Banking & Finance and Opinion and Taxes and Economic Analysis and Government

Hicks: Raising taxes won't increase federal revenue

April 30, 2011

It should now be abundantly clear to all that spending—and the promise of more spending—has so long exceeded federal tax revenue and the promise of future federal tax revenue that a crisis is at hand.

In Congress, there is only one proposal that is not bereft of actionable detail. It calls for historic spending cuts and widespread changes to social programs much akin to those that successfully reformed welfare in 1996. This plan, offered by Republican congressman Paul Ryan, includes no tax increases. He need not have bothered, for Congress suffers no shortage of meretricious proposals for tax hikes. It is in spending restraint in which Congress suffers famine. However, it does beg a question: Could we reasonably raise taxes to help reduce the deficit, and what would those tax increases look like? Here’s an insider’s guide to raising taxes.
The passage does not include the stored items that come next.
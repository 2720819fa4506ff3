use std::env;

use actix_web::http::Uri;
use secrecy::SecretString;

pub const DEFAULT_OPENAI_MODEL: &str = "gpt-4o-mini";

#[derive(Clone, Debug)]
pub struct Config {
    pub openai_api_key: Option<SecretString>,
    pub openai_model: String,
    pub openai_base_url: Option<String>,
    pub api_token: Option<SecretString>,
    /// `None` allows any origin.
    pub cors_allowed_origins: Option<Vec<String>>,
    pub web_server_host: String,
    pub web_server_port: u16,
}

impl Config {
    pub fn from_env() -> Self {
        Self {
            openai_api_key: non_empty_var("OPENAI_API_KEY").map(SecretString::from),
            openai_model: non_empty_var("OPENAI_MODEL")
                .unwrap_or_else(|| DEFAULT_OPENAI_MODEL.to_string()),
            openai_base_url: non_empty_var("OPENAI_BASE_URL"),
            api_token: non_empty_var("AI_API_TOKEN").map(SecretString::from),
            cors_allowed_origins: non_empty_var("CORS_ALLOWED_ORIGINS")
                .and_then(|origins| parse_origins(&origins)),
            web_server_host: env::var("WEB_SERVER_HOST")
                .unwrap_or_else(|_| "0.0.0.0".to_string()),
            web_server_port: env::var("WEB_SERVER_PORT")
                .or_else(|_| env::var("PORT"))
                .ok()
                .and_then(|p| p.parse().ok())
                .unwrap_or(4000),
        }
    }

    /// Whether the completion backend has a credential. Without one every
    /// `/ai/*` endpoint answers 503 but the process keeps running.
    pub fn is_ai_configured(&self) -> bool {
        self.openai_api_key.is_some()
    }

    #[cfg(test)]
    pub fn test_config() -> Self {
        Self {
            openai_api_key: Some(SecretString::from("sk-test".to_string())),
            openai_model: DEFAULT_OPENAI_MODEL.to_string(),
            openai_base_url: None,
            api_token: None,
            cors_allowed_origins: None,
            web_server_host: "127.0.0.1".to_string(),
            web_server_port: 4000,
        }
    }
}

fn non_empty_var(key: &str) -> Option<String> {
    env::var(key).ok().filter(|value| !value.trim().is_empty())
}

// `*` anywhere in the list means any origin. Entries that are not valid
// URIs are dropped with a warning so they cannot stop the workers from
// starting.
pub(crate) fn parse_origins(raw: &str) -> Option<Vec<String>> {
    let origins: Vec<&str> = raw
        .split(',')
        .map(|origin| origin.trim().trim_end_matches('/'))
        .filter(|origin| !origin.is_empty())
        .collect();

    if origins.contains(&"*") {
        log::info!("CORS_ALLOWED_ORIGINS contains '*' - allowing any origin");
        return None;
    }

    Some(
        origins
            .into_iter()
            .filter(|origin| match origin.parse::<Uri>() {
                Ok(_) => true,
                Err(err) => {
                    log::warn!("Ignoring invalid CORS origin {:?}: {}", origin, err);
                    false
                }
            })
            .map(str::to_string)
            .collect(),
    )
}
At the federal level, tinkering with tax rates will have little effect. Hauser’s Law, which is really an empirical observation, notes that U.S. income tax revenue has hovered within a percentage point of 19 percent of our total economy for more than 50 years. This was a time of many changes in tax codes. We could raise or lower rates, but without economic growth, we could not reasonably boost tax revenue.

There is another approach that was too briefly mentioned by President Obama in his budget speech. It is fundamental tax reform. In his defense, he could not talk about it much as it has been a longtime goal of many in the GOP, and most tax economists.

Fundamental tax reform is possible under two circumstances. First, we must give up the mirage that it is costless to craft social policy through the tax code. Either our tax system exists to fund government, or it exists to promote the policy de jure, not both. Second, we can no longer view the tax system as a tool for redistributing income.

To raise more tax revenue, tax reform will require widespread elimination of deductions for households and businesses. We might be able to keep home mortgage deductions or depreciation of capital expenses, but must dispense with such folly as credits for buying an electric car or a tax break to drill for oil. We must also harmonize corporate and income tax rates so as to stop sending our corporations to Europe.

Reform can also include raising the payroll tax to cover all income derived from work. It must also broaden the base. Not half of households, but all Americans, should bear some tax burden, even if it is a dollar. None of this alone will actually raise revenue significantly, though (remember Hauser’s Law). To increase revenue, we have to also lower rates for all these taxes and grow the economy.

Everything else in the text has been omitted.